BloguesMots croisés

La vie est trop courte, et Proust est trop long

Ce n’est pas d’hier que la critique est critiquée, que l’on en fait tantôt un mal nécessaire, tantôt «la puissance des impuissants», tantôt encore «un impôt que tout candidat à la célébrité doit payer au public» (Joseph Addison).

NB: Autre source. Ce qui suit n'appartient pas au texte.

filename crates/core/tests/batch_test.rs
//! Tests for parallel recomputation across images.

mod common;

use common::{at, boxed};
use concur_core::{
    Annotation, Contribution, ConsensusParams, Image, Status, TaskKind, recompute_statuses,
};

fn image_with(id: &str, kind: TaskKind, sets: Vec<Vec<Annotation>>) -> Image {
    let mut image = Image::new(id, "proj", kind);
    for (i, set) in sets.into_iter().enumerate() {
        let contribution = Contribution::new(format!("{id}-c{i}"), id, "t", set, at(i as i64));
        image.append(contribution).unwrap();
    }
    image
}

#[test]
fn test_results_follow_input_order() {
    let cat = || boxed("cat", 10.0, 10.0, 100.0, 100.0);
    let mut images = Vec::new();
    for i in 0..64 {
        let image = match i % 3 {
            0 => image_with(&format!("img-{i}"), TaskKind::ObjectDetection, vec![vec![cat()]]),
            1 => image_with(
                &format!("img-{i}"),
                TaskKind::ObjectDetection,
                vec![vec![cat()], vec![cat()]],
            ),
            _ => image_with(
                &format!("img-{i}"),
                TaskKind::ImageClassification,
                vec![
                    vec![Annotation::label_only("dog")],
                    vec![Annotation::label_only("cat")],
                ],
            ),
        };
        images.push(image);
    }

    let results = recompute_statuses(&images, &ConsensusParams::default());
    assert_eq!(results.len(), images.len());
    for (i, result) in results.iter().enumerate() {
        assert_eq!(result.image_id, format!("img-{i}"));
        let expected = match i % 3 {
            0 => Status::TagPending,
            1 => Status::ReadyForTraining,
            _ => Status::InConflict,
        };
        assert_eq!(result.status, Ok(expected));
    }
}

#[test]
fn test_one_malformed_image_does_not_affect_others() {
    let good = image_with(
        "good",
        TaskKind::ObjectDetection,
        vec![
            vec![boxed("cat", 0.0, 0.0, 10.0, 10.0)],
            vec![boxed("cat", 0.0, 0.0, 10.0, 10.0)],
        ],
    );
    let bad = image_with(
        "bad",
        TaskKind::ObjectDetection,
        vec![vec![Annotation::label_only("cat")], vec![]],
    );
    let results = recompute_statuses(&[bad, good], &ConsensusParams::default());
    assert!(results[0].status.is_err());
    assert_eq!(results[1].status, Ok(Status::ReadyForTraining));
}
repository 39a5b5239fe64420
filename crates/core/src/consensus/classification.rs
//! Single-label consensus.

use rustc_hash::FxHashSet;
use tracing::debug;

use crate::annotation::{Contribution, Status, validate_annotations};
use crate::error::Result;

/// Derives a status from the distinct labels across all contributions.
///
/// No labels at all leaves the image pending, a single label everyone agrees
/// on makes it ready, and any disagreement is a conflict. Bounding boxes are
/// ignored.
pub fn decide_classification_status(contributions: &[Contribution]) -> Result<Status> {
    let mut labels = FxHashSet::default();
    for (i, contribution) in contributions.iter().enumerate() {
        validate_annotations(
            &contribution.annotations,
            &format!("contributions[{i}].annotations"),
            false,
        )?;
        labels.extend(contribution.annotations.iter().map(|a| a.label.as_str()));
    }

    let status = match labels.len() {
        0 => Status::TagPending,
        1 => Status::ReadyForTraining,
        _ => Status::InConflict,
    };
    debug!(
        contributions = contributions.len(),
        distinct_labels = labels.len(),
        %status,
        "classification consensus"
    );
    Ok(status)
}
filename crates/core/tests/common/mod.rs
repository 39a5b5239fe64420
//! Fixture builders shared by the integration tests.

#![allow(dead_code)]

use chrono::{DateTime, TimeZone, Utc};

use concur_core::{Annotation, BoundingBox, Contribution};

pub const IMAGE_ID: &str = "img-1";

pub fn at(seconds: i64) -> DateTime<Utc> {
    Utc.timestamp_opt(1_700_000_000 + seconds, 0).unwrap()
}

pub fn boxed(label: &str, x: f64, y: f64, w: f64, h: f64) -> Annotation {
    Annotation::with_box(label, BoundingBox::new(x, y, w, h))
}

/// Contribution `c{seq}` by tagger `t{seq}`, submitted `seq` seconds in.
pub fn contribution(seq: i64, annotations: Vec<Annotation>) -> Contribution {
    Contribution::new(
        format!("c{seq}"),
        IMAGE_ID,
        format!("t{seq}"),
        annotations,
        at(seq),
    )
}

/// Builds contributions in submission order, one per annotation set.
pub fn history(sets: Vec<Vec<Annotation>>) -> Vec<Contribution> {
    sets.into_iter()
        .enumerate()
        .map(|(i, set)| contribution(i as i64, set))
        .collect()
}
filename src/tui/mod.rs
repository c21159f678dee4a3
pub mod app;
pub mod input;
pub mod render;
pub mod theme;

pub use app::run;
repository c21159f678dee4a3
pub mod error_popup;
pub mod form_view;
pub mod header;
pub mod list_view;
pub mod status_row;

use ratatui::Frame;
use ratatui::layout::{Constraint, Direction, Layout, Rect};
use ratatui::style::Style;
use ratatui::widgets::Block;

use super::app::{App, Mode};

/// Main render function — dispatches to sub-renderers
pub fn render(frame: &mut Frame, app: &mut App) {
    let area = frame.area();

    // Background fill
    let bg_style = Style::default().bg(app.theme.background);
    frame.render_widget(Block::default().style(bg_style), area);

    // Layout: header (2 rows) | list | status row (1 row)
    let chunks = Layout::default()
        .direction(Direction::Vertical)
        .constraints([
            Constraint::Length(2),
            Constraint::Min(1),
            Constraint::Length(1),
        ])
        .split(area);

    header::render_header(frame, app, chunks[0]);
    list_view::render_list(frame, app, chunks[1]);
    status_row::render_status_row(frame, app, chunks[2]);

    // Form popup (rendered on top of the list)
    if app.mode == Mode::Form {
        form_view::render_form(frame, app, frame.area());
    }

    // Blocking error notice (rendered on top of everything)
    if app.error_notice.is_some() {
        error_popup::render_error_popup(frame, app, frame.area());
    }
}

/// Center a popup of the given size within `area`
pub(super) fn centered_rect(area: Rect, width: u16, height: u16) -> Rect {
    let w = width.min(area.width.saturating_sub(2));
    let h = height.min(area.height.saturating_sub(2));
    Rect {
        x: area.x + (area.width.saturating_sub(w)) / 2,
        y: area.y + (area.height.saturating_sub(h)) / 2,
        width: w,
        height: h,
    }
}
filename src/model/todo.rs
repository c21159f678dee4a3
use chrono::{DateTime, Utc};
use serde::{Deserialize, Serialize};
use uuid::Uuid;

/// A single todo record.
///
/// Field names in the serialized snapshot use camelCase with `createdAt`
/// as epoch milliseconds (the on-disk format).
#[derive(Debug, Clone, PartialEq, Eq, Serialize, Deserialize)]
pub struct Todo {
    /// Opaque unique identifier, assigned at creation, immutable
    pub id: String,
    /// Non-empty trimmed title
    pub title: String,
    /// Optional free text, may be empty
    #[serde(default)]
    pub notes: String,
    /// Completion flag
    pub completed: bool,
    /// Creation timestamp, immutable
    #[serde(rename = "createdAt", with = "chrono::serde::ts_milliseconds")]
    pub created_at: DateTime<Utc>,
}

impl Todo {
    /// Create a new todo with a fresh id and the current timestamp.
    /// Callers are expected to pass already-trimmed text.
    pub fn new(title: String, notes: String) -> Self {
        // Truncate to millisecond precision so a todo compares equal to
        // its snapshot round trip.
        let now = DateTime::from_timestamp_millis(Utc::now().timestamp_millis())
            .unwrap_or_default();
        Todo {
            id: Uuid::new_v4().to_string(),
            title,
            notes,
            completed: false,
            created_at: now,
        }
    }
}

/// A partial update to a todo. Absent fields are left untouched.
#[derive(Debug, Clone, Default, PartialEq, Eq)]
pub struct TodoPatch {
    pub title: Option<String>,
    pub notes: Option<String>,
}

impl TodoPatch {
    /// Patch that changes only the title
    pub fn title(title: impl Into<String>) -> Self {
        TodoPatch {
            title: Some(title.into()),
            notes: None,
        }
    }
}
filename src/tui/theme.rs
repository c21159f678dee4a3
use ratatui::style::Color;

/// The two-valued theme toggle. Not persisted across sessions.
#[derive(Debug, Clone, Copy, PartialEq, Eq)]
pub enum ThemeMode {
    Light,
    Dark,
}

impl ThemeMode {
    pub fn toggle(self) -> Self {
        match self {
            ThemeMode::Light => ThemeMode::Dark,
            ThemeMode::Dark => ThemeMode::Light,
        }
    }

    pub fn label(self) -> &'static str {
        match self {
            ThemeMode::Light => "light",
            ThemeMode::Dark => "dark",
        }
    }
}

/// Color palette for the TUI
#[derive(Debug, Clone)]
pub struct Theme {
    pub background: Color,
    pub surface: Color,
    pub text: Color,
    pub text_bright: Color,
    pub dim: Color,
    pub accent: Color,
    pub green: Color,
    pub red: Color,
    pub selection_bg: Color,
}

impl Theme {
    pub fn for_mode(mode: ThemeMode) -> Self {
        match mode {
            ThemeMode::Light => Theme::light(),
            ThemeMode::Dark => Theme::dark(),
        }
    }

    /// Light palette: blue accent over near-white surfaces
    pub fn light() -> Self {
        Theme {
            background: Color::Rgb(0xF9, 0xFA, 0xFB),
            surface: Color::Rgb(0xFF, 0xFF, 0xFF),
            text: Color::Rgb(0x11, 0x18, 0x27),
            text_bright: Color::Rgb(0x00, 0x00, 0x00),
            dim: Color::Rgb(0x6B, 0x72, 0x80),
            accent: Color::Rgb(0x25, 0x63, 0xEB),
            green: Color::Rgb(0x05, 0x96, 0x69),
            red: Color::Rgb(0xEF, 0x44, 0x44),
            selection_bg: Color::Rgb(0xDB, 0xEA, 0xFE),
        }
    }

    /// Dark palette: same accents over a slate background
    pub fn dark() -> Self {
        Theme {
            background: Color::Rgb(0x0F, 0x17, 0x2A),
            surface: Color::Rgb(0x1E, 0x29, 0x3B),
            text: Color::Rgb(0xE5, 0xE7, 0xEB),
            text_bright: Color::Rgb(0xFF, 0xFF, 0xFF),
            dim: Color::Rgb(0x94, 0xA3, 0xB8),
            accent: Color::Rgb(0x60, 0xA5, 0xFA),
            green: Color::Rgb(0x34, 0xD3, 0x99),
            red: Color::Rgb(0xF8, 0x71, 0x71),
            selection_bg: Color::Rgb(0x31, 0x41, 0x5C),
        }
    }
}
use ratatui::Frame;
use ratatui::layout::Rect;
use ratatui::style::{Modifier, Style};
use ratatui::text::{Line, Span};
use ratatui::widgets::Paragraph;

use crate::tui::app::App;

/// Render the header: app title, completion counter, theme indicator
pub fn render_header(frame: &mut Frame, app: &App, area: Rect) {
    let bg = app.theme.background;
    let stats = app.store.stats();
    let width = area.width as usize;

    let mut spans = vec![
        Span::styled(
            " tick",
            Style::default()
                .fg(app.theme.accent)
                .bg(bg)
                .add_modifier(Modifier::BOLD),
        ),
        Span::styled(
            format!("  {}/{} completed", stats.completed, stats.total),
            Style::default().fg(app.theme.dim).bg(bg),
        ),
    ];

    // Theme indicator, right-aligned
    let indicator = format!("theme: {} ", app.theme_mode.label());
    let used: usize = spans.iter().map(|s| s.content.chars().count()).sum();
    let indicator_width = indicator.chars().count();
    if used + indicator_width < width {
        spans.push(Span::styled(
            " ".repeat(width - used - indicator_width),
            Style::default().bg(bg),
        ));
        spans.push(Span::styled(
            indicator,
            Style::default().fg(app.theme.dim).bg(bg),
        ));
    }

    let separator = Line::from(Span::styled(
        "─".repeat(width),
        Style::default().fg(app.theme.dim).bg(bg),
    ));

    let paragraph =
        Paragraph::new(vec![Line::from(spans), separator]).style(Style::default().bg(bg));
    frame.render_widget(paragraph, area);
}
use ratatui::Frame;
use ratatui::layout::Rect;
use ratatui::style::{Modifier, Style};
use ratatui::text::{Line, Span};
use ratatui::widgets::{Block, Borders, Clear, Paragraph};

use crate::tui::app::{App, FormField};

use super::centered_rect;

/// Render the add/edit form as a centered popup
pub fn render_form(frame: &mut Frame, app: &App, area: Rect) {
    let popup = centered_rect(area, 56, 9);
    let surface = app.theme.surface;

    let title = if app.form.is_editing() {
        " Edit Todo "
    } else {
        " Add Todo "
    };
    let block = Block::default()
        .borders(Borders::ALL)
        .border_style(Style::default().fg(app.theme.accent).bg(surface))
        .title(Span::styled(
            title,
            Style::default()
                .fg(app.theme.accent)
                .bg(surface)
                .add_modifier(Modifier::BOLD),
        ))
        .style(Style::default().bg(surface));
    let inner = block.inner(popup);

    frame.render_widget(Clear, popup);
    frame.render_widget(block, popup);

    let mut lines = vec![
        field_line(app, FormField::Title, "Title", &app.form.title),
        Line::default(),
        field_line(app, FormField::Notes, "Notes", &app.form.notes),
        Line::default(),
    ];

    if let Some(error) = &app.form.error {
        lines.push(Line::from(Span::styled(
            format!(" {}", error),
            Style::default().fg(app.theme.red).bg(surface),
        )));
    } else {
        lines.push(Line::from(Span::styled(
            " Enter save   Tab next field   Esc cancel",
            Style::default().fg(app.theme.dim).bg(surface),
        )));
    }

    let paragraph = Paragraph::new(lines).style(Style::default().bg(surface));
    frame.render_widget(paragraph, inner);
}

/// One labeled input row; the focused field gets a cursor glyph
fn field_line<'a>(app: &App, field: FormField, label: &'a str, value: &str) -> Line<'a> {
    let surface = app.theme.surface;
    let focused = app.form.field == field;

    let label_style = if focused {
        Style::default()
            .fg(app.theme.accent)
            .bg(surface)
            .add_modifier(Modifier::BOLD)
    } else {
        Style::default().fg(app.theme.dim).bg(surface)
    };

    let mut spans = vec![
        Span::styled(format!(" {:<6}", label), label_style),
        Span::styled(
            value.to_string(),
            Style::default().fg(app.theme.text_bright).bg(surface),
        ),
    ];
    if focused {
        spans.push(Span::styled(
            "\u{258C}",
            Style::default().fg(app.theme.accent).bg(surface),
        ));
    } else if value.is_empty() && field == FormField::Notes {
        spans.push(Span::styled(
            "(optional)",
            Style::default().fg(app.theme.dim).bg(surface),
        ));
    }
    Line::from(spans)
}
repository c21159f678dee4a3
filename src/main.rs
use std::path::PathBuf;

use clap::Parser;

#[derive(Parser)]
#[command(
    name = "tick",
    about = concat!("[x] tick v", env!("CARGO_PKG_VERSION"), " - a todo list in your terminal"),
    version
)]
struct Cli {
    /// Store the todo snapshot in a different directory
    #[arg(long = "data-dir")]
    data_dir: Option<PathBuf>,
}

fn main() {
    let cli = Cli::parse();

    if let Err(e) = tick::tui::run(cli.data_dir.as_deref()) {
        eprintln!("error: {}", e);
        std::process::exit(1);
    }
}
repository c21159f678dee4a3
pub mod todo;

pub use todo::*;
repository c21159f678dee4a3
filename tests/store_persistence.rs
//! End-to-end store behavior against the real file backend: snapshots
//! survive reloads, corrupt snapshots hydrate empty, and a read-only data
//! directory exercises the delete rollback path for real.

use std::fs;

use pretty_assertions::assert_eq;
use tempfile::TempDir;

use tick::io::snapshot::{FileBackend, SnapshotBackend, SnapshotError, STORAGE_KEY};
use tick::model::TodoPatch;
use tick::store::TodoStore;

fn open_store(dir: &TempDir) -> TodoStore {
    let backend = FileBackend::open(dir.path()).unwrap();
    TodoStore::load(Box::new(backend))
}

#[test]
fn snapshot_survives_reload() {
    let dir = TempDir::new().unwrap();

    let mut store = open_store(&dir);
    assert!(store.add("walk the dog", "before dark"));
    assert!(store.add("buy groceries", ""));
    let groceries_id = store.todos()[0].id.clone();
    store.toggle_complete(&groceries_id);

    // A fresh store over the same directory sees the same collection
    let reloaded = open_store(&dir);
    assert_eq!(reloaded.todos(), store.todos());
    assert_eq!(reloaded.todos()[0].title, "buy groceries");
    assert!(reloaded.todos()[0].completed);
    assert_eq!(reloaded.todos()[1].title, "walk the dog");
    assert_eq!(reloaded.todos()[1].notes, "before dark");
}

#[test]
fn update_survives_reload() {
    let dir = TempDir::new().unwrap();

    let mut store = open_store(&dir);
    store.add("titel", "notes stay");
    let id = store.todos()[0].id.clone();
    store.update(&id, TodoPatch::title("title"));

    let reloaded = open_store(&dir);
    assert_eq!(reloaded.todos()[0].title, "title");
    assert_eq!(reloaded.todos()[0].notes, "notes stay");
}

#[test]
fn blank_add_writes_nothing() {
    let dir = TempDir::new().unwrap();

    let mut store = open_store(&dir);
    assert!(!store.add("   \t ", "ignored"));

    assert!(!dir.path().join("todos.json").exists());
}

#[test]
fn corrupt_snapshot_hydrates_empty() {
    let dir = TempDir::new().unwrap();
    fs::write(dir.path().join("todos.json"), "][ not json").unwrap();

    let store = open_store(&dir);
    assert!(store.is_empty());
}

#[test]
fn delete_removes_from_disk() {
    let dir = TempDir::new().unwrap();

    let mut store = open_store(&dir);
    store.add("keep", "");
    store.add("drop", "");
    let drop_id = store.todos()[0].id.clone();

    store.delete(&drop_id).unwrap();

    let reloaded = open_store(&dir);
    assert_eq!(reloaded.todos().len(), 1);
    assert_eq!(reloaded.todos()[0].title, "keep");
}

#[test]
#[cfg(unix)]
fn delete_rollback_on_unwritable_directory() {
    use std::os::unix::fs::PermissionsExt;

    let dir = TempDir::new().unwrap();

    let mut store = open_store(&dir);
    store.add("survivor", "");
    store.add("victim", "");
    let victim_id = store.todos()[0].id.clone();

    // Make the directory read-only so the atomic temp-file write fails
    let mut perms = fs::metadata(dir.path()).unwrap().permissions();
    perms.set_mode(0o555);
    fs::set_permissions(dir.path(), perms.clone()).unwrap();

    let result = store.delete(&victim_id);

    perms.set_mode(0o755);
    fs::set_permissions(dir.path(), perms).unwrap();

    // Root ignores permission bits; only assert rollback when the write
    // actually failed.
    if result.is_err() {
        assert_eq!(store.todos().len(), 2);
        assert!(store.todos().iter().any(|t| t.id == victim_id));
    }
}

#[test]
fn backend_reports_read_failure() {
    let dir = TempDir::new().unwrap();
    let backend = FileBackend::open(dir.path()).unwrap();

    // A directory where the snapshot file should be forces a read error
    fs::create_dir(dir.path().join("todos.json")).unwrap();
    let err = backend.get(STORAGE_KEY).unwrap_err();
    assert!(matches!(err, SnapshotError::Read { .. }));

    // And the store still loads, empty
    let store = TodoStore::load(Box::new(FileBackend::open(dir.path()).unwrap()));
    assert!(store.is_empty());
}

Il n’empêche, dans un pays comme la France, la critique est un sport national, et la relecture, des décennies plus tard, de ce qui a été dit de Proust, Céline ou Camus est à la fois jouissif et révélateur de l’époque ayant accueilli certains titres depuis passés à l’histoire. Dans «Ceci n’est pas de la littérature…», Sylvie Yvert a collectionné les perles de la critique littéraire française, perles stylistiques, souvent signées, faut-il dire, par des journalistes par ailleurs écrivains (les «agents doubles», comme les appelle Pierre Mertens); perles aussi de méprise et de courte vue, les futurs classiques étant parfois traités d’écrivaillons par leurs contemporains.

Des exemples?

Sur Balzac…

«En le lisant, ce Balzac, j’avais parfois le sentiment de lire un livre de cabinet de lecture, parce qu’il n’était ni un styliste ni ce qu’on peut appeler un artiste en littérature.»
– Jules et Edmond de Goncourt

«Lu la triste Eugénie Grandet: ces ouvrages-là ne supportent guère l’épreuve du temps. (…) Point de mesure, point d’ensemble, point de proportion.»
– Eugène Delacroix

Sur Proust…

«La vie est trop courte, et Proust est trop long.»
– Anatole France

«Lu Le Temps retrouvé de Proust. Effroyablement ennuyeux, à peine soutenable.»
– Paul Claudel

«(…) ces phrases qui se mordent la queue après d’infinis tortillages. Cela pue l’impuissance.»
– Louis-Ferdinand Céline

Cet exquis petit livre aborde aussi, dans sa passionnante introduction, le problème d’un appareil médiatique qui juge des écrits «d’après leurs auteurs, et non des auteurs d’après leurs écrits» (la tournure est de Jacques Julliard). Jusqu’à la mort de l’écrivain, évidemment. Qui est, selon Charles Dantzig, «le moment de la séparation du marketing et de la littérature.» Amen.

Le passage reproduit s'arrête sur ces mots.